I continue to listen and will keep sharing what I’m hearing as I knit, as I draw, as I crochet and walk.

Thank you dear reader for walking along with me!

5 thoughts on “Rhubarb

  1. Thomasina Tittlemouse says:

    It is absolutely lovely to encounter kindred spirits through the blogosphere and I’m so glad to have “met” you and found your beautiful writing and art-work. I’ve been thinking about rhubarb a lot after our exchange yesterday – I have to confess I’m not all that keen on eating it as it can just taste so sharp. But after this, eating it will seem an act of faith in hidden growing and so my inclination may change! Which raises the interesting question of how much our taste for eating particular things is influenced by factors other than taste if you see what I mean!
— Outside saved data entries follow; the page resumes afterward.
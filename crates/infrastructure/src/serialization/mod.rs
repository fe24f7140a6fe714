//! Deterministic JSON serialization for reports and project files.
//!
//! Output uses 2-space indentation and a trailing newline so written files
//! diff cleanly.

mod json;

pub use json::*;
I love your rhubarb ripple blanket – the colours sing so cheerfully and the way they echo a symbol of growing and determined reaching for light I find exceptionally appealing. To snuggle down under a hopeful rhubarb blanket when life feels like wading through treacle might be extraordinarily therapeutic. Must not allow myself to be distracted from the two blankets I’ve started this month though! I hope we can share more journeying in time to come – the route looks full of possibility! E x

    • jenpedwards says:

      In the spring, my mother in law makes a delicious strawberry-rhubarb pie…the tang of the rhubarb is great with the sweet strawberries. Topped with ice cream it is divine. I am the same way about getting distracted….I have to put on my creative blinders so I can finish what I have at hand. If I start too many things I feel scattered and unable to finish anything. I probably have too many going anyways. But it is just too fun! Thanks for commenting here and may your days be filled with making!